Path 2: Direct Ground Wave

This wave travels along the surface interface at velocity \(V_1\). Like the air wave, the ground wave also takes a direct path. Because \(V_1 < c\), the ground wave arrives later than the air wave. The time it takes for the ground wave to reach the receiver is given by:

\[t_{ground} = \frac{x}{V_1}\]

The direct ground wave is shown in pink. Like the air wave, the direct ground wave velocity can also be obtained from the slope of the line.

Path 3: Reflected Wave

The reflected wave travels through medium 1 at velocity \(V_1\). Because it takes a longer path than the direct ground wave, it arrives later. The time it takes for the reflected wave to reach the receiver is given by:

\[t_{ref} = \frac{\sqrt{x^2 + 4h^2}}{V_1}\]

The reflected wave is shown in green. Unlike direct waves, the arrival time for the reflected wave is hyperbolic, which makes it distinguishable from other signals. After sufficient distances (\(h \ll x\)), the previous equation becomes approximately linear. This portion of the curve can be used to estimate the velocity of the top-most layer. Notice how the slope of the direct ground wave and reflected wave are parallel.

Path 4: Critically Refracted at Surface

This ray path is denoted in blue. Because \(V_1 < V_0\), reflected waves are critically refracted at the surface. While this wave propagates along the surface interface, it will have a velocity of roughly the speed of light. In general, the time it takes for this wave to reach the receiver is given by:

\[t_c = \frac{x}{c} + \textrm{Constant}\]

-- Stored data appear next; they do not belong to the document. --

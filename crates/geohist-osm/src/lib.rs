//! # geohist OSM adapter
//!
//! OSM-style nodes, ways and relations on top of the reconciliation engine in
//! `geohist-core`.
//!
//! - [`annotate_ways`] fills every way node with the node version in effect at
//!   the way's timestamp and lists later node changes as [`Update`]s.
//! - [`annotate_relations`] does the same for relation members of any kind.
//! - [`HistoryDatasource`] is an in-memory history source built from an
//!   [`OsmDocument`].
//!
//! ```no_run
//! # async fn run(doc: geohist_osm::OsmDocument, mut ways: Vec<geohist_osm::Way>)
//! # -> Result<(), geohist_osm::AnnotateError> {
//! use geohist_core::{CancelSignal, Options};
//! use geohist_osm::{annotate_ways, HistoryDatasource};
//! use std::sync::Arc;
//! use std::time::Duration;
//!
//! let source = Arc::new(HistoryDatasource::from_document(doc));
//! annotate_ways(
//!     &mut ways,
//!     source,
//!     Duration::from_secs(30 * 60),
//!     &Options::default(),
//!     &CancelSignal::new(),
//! )
//! .await?;
//! # Ok(())
//! # }
//! ```

#![warn(missing_docs)]
#![warn(clippy::all)]

pub mod document;
pub mod error;
pub mod history;
pub mod model;
pub mod relations;
pub mod ways;

pub use document::OsmDocument;
pub use error::AnnotateError;
pub use history::{DatasourceError, HistoryDatasource};
pub use model::{ChildFeature, Member, Node, Relation, Tags, Update, Way, WayNode};
pub use relations::annotate_relations;
pub use ways::annotate_ways;
//! Per-child validity timelines.
//!
//! Each version is valid from its own timestamp until the next version's
//! timestamp. The last version is valid indefinitely, and an invisible version
//! marks the child as gone until a later version recreates it.

use crate::error::{Error, Result};
use crate::feature::{Child, FeatureId};
use chrono::{DateTime, Utc};

/// The ordered version history of one child.
#[derive(Debug, Clone)]
pub struct Timeline<C> {
    id: FeatureId,
    versions: Vec<C>,
}

impl<C: Child> Timeline<C> {
    /// Build a timeline from an unordered version set.
    ///
    /// Versions are ordered by timestamp, then by version number.
    ///
    /// # Errors
    ///
    /// Returns [`Error::MalformedHistory`] if `versions` is empty.
    pub fn build(id: FeatureId, mut versions: Vec<C>) -> Result<Self> {
        if versions.is_empty() {
            return Err(Error::MalformedHistory {
                child: id,
                parent: None,
            });
        }

        versions.sort_by(|a, b| {
            a.timestamp()
                .cmp(&b.timestamp())
                .then_with(|| a.version().cmp(&b.version()))
        });

        Ok(Self { id, versions })
    }

    /// The timeline of a child with no recorded history; absent at every instant.
    #[must_use]
    pub fn missing(id: FeatureId) -> Self {
        Self {
            id,
            versions: Vec::new(),
        }
    }

    /// Child this timeline belongs to.
    #[must_use]
    pub fn id(&self) -> FeatureId {
        self.id
    }

    /// Versions in timeline order.
    #[must_use]
    pub fn versions(&self) -> &[C] {
        &self.versions
    }

    /// Whether no history was recorded.
    #[must_use]
    pub fn is_missing(&self) -> bool {
        self.versions.is_empty()
    }

    /// Number of versions at or before `at`.
    pub(crate) fn position_after(&self, at: DateTime<Utc>) -> usize {
        self.versions.partition_point(|v| v.timestamp() <= at)
    }

    /// The version in effect at `at`, if any.
    ///
    /// Returns the latest version with timestamp `<= at`, or `None` if the child
    /// did not exist yet or that version is a deletion.
    #[must_use]
    pub fn at(&self, at: DateTime<Utc>) -> Option<&C> {
        let idx = self.position_after(at);
        let version = self.versions[..idx].last()?;
        version.visible().then_some(version)
    }
}

#[cfg(test)]
pub(crate) mod tests {
    use super::*;
    use crate::feature::{ChangesetId, Versioned};
    use chrono::TimeZone;

    /// Minimal child used across the engine's unit tests.
    #[derive(Debug, Clone, PartialEq)]
    pub(crate) struct TestChild {
        pub id: i64,
        pub version: u32,
        pub changeset: i64,
        pub visible: bool,
        pub at: DateTime<Utc>,
        pub value: i32,
    }

    impl Versioned for TestChild {
        fn feature_id(&self) -> FeatureId {
            FeatureId::node(self.id)
        }
        fn version(&self) -> u32 {
            self.version
        }
        fn changeset_id(&self) -> ChangesetId {
            ChangesetId(self.changeset)
        }
        fn visible(&self) -> bool {
            self.visible
        }
        fn timestamp(&self) -> DateTime<Utc> {
            self.at
        }
    }

    impl Child for TestChild {
        fn same_state(&self, other: &Self) -> bool {
            self.visible == other.visible && self.value == other.value
        }
    }

    pub(crate) fn ts(secs: i64) -> DateTime<Utc> {
        Utc.timestamp_opt(1_600_000_000 + secs, 0).unwrap()
    }

    pub(crate) fn child(id: i64, version: u32, secs: i64, value: i32) -> TestChild {
        TestChild {
            id,
            version,
            changeset: 1000 + i64::from(version),
            visible: true,
            at: ts(secs),
            value,
        }
    }

    pub(crate) fn deleted(id: i64, version: u32, secs: i64) -> TestChild {
        TestChild {
            visible: false,
            ..child(id, version, secs, 0)
        }
    }

    #[test]
    fn build_sorts_by_timestamp_then_version() {
        let timeline = Timeline::build(
            FeatureId::node(1),
            vec![child(1, 3, 30, 3), child(1, 2, 10, 2), child(1, 1, 10, 1)],
        )
        .unwrap();

        let versions: Vec<u32> = timeline.versions().iter().map(|v| v.version).collect();
        assert_eq!(versions, vec![1, 2, 3]);
    }

    #[test]
    fn build_rejects_empty_history() {
        let result = Timeline::<TestChild>::build(FeatureId::node(1), Vec::new());
        assert!(matches!(
            result,
            Err(Error::MalformedHistory { child, parent: None }) if child == FeatureId::node(1)
        ));
    }

    #[test]
    fn at_returns_latest_version_not_after_instant() {
        let timeline = Timeline::build(
            FeatureId::node(1),
            vec![child(1, 1, 0, 10), child(1, 2, 5, 20)],
        )
        .unwrap();

        assert!(timeline.at(ts(-1)).is_none());
        assert_eq!(timeline.at(ts(0)).unwrap().version, 1);
        assert_eq!(timeline.at(ts(4)).unwrap().version, 1);
        assert_eq!(timeline.at(ts(5)).unwrap().version, 2);
        assert_eq!(timeline.at(ts(500)).unwrap().version, 2);
    }

    #[test]
    fn deleted_child_is_absent_until_recreated() {
        let timeline = Timeline::build(
            FeatureId::node(1),
            vec![child(1, 1, 0, 10), deleted(1, 2, 5), child(1, 3, 9, 30)],
        )
        .unwrap();

        assert!(timeline.at(ts(6)).is_none());
        assert_eq!(timeline.at(ts(9)).unwrap().version, 3);
    }

    #[test]
    fn missing_timeline_is_always_absent() {
        let timeline = Timeline::<TestChild>::missing(FeatureId::node(4));
        assert!(timeline.is_missing());
        assert!(timeline.at(ts(0)).is_none());
        assert_eq!(timeline.id(), FeatureId::node(4));
    }
}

Notice that the arrival time for the critically refracted wave is linear. In this radargram example, we cannot easily see the critically refracted wave. However, it does not mean that the critically refracted wave does not exist.

Ringing

Ringing is a form of noise which negatively impacts the interpretation of radargram data. Ringing occurs when radiowave signals reverberate in regular fashion. It is created when GPR signals repeatedly bounce within or between nearby objects. If strong ringing occurs, the returning signal from a particular interface(s) will not be ‘sharp’ in the radargram. Instead it becomes present over all times. Two examples of ringing are shown below. As we can see, data for a particular offset is completely contaminated by the ringing signal.

Fig. 241 (Left) Radargram showing ringing from a small metal wire near the surface. (Right) Ringing from two nearby objects.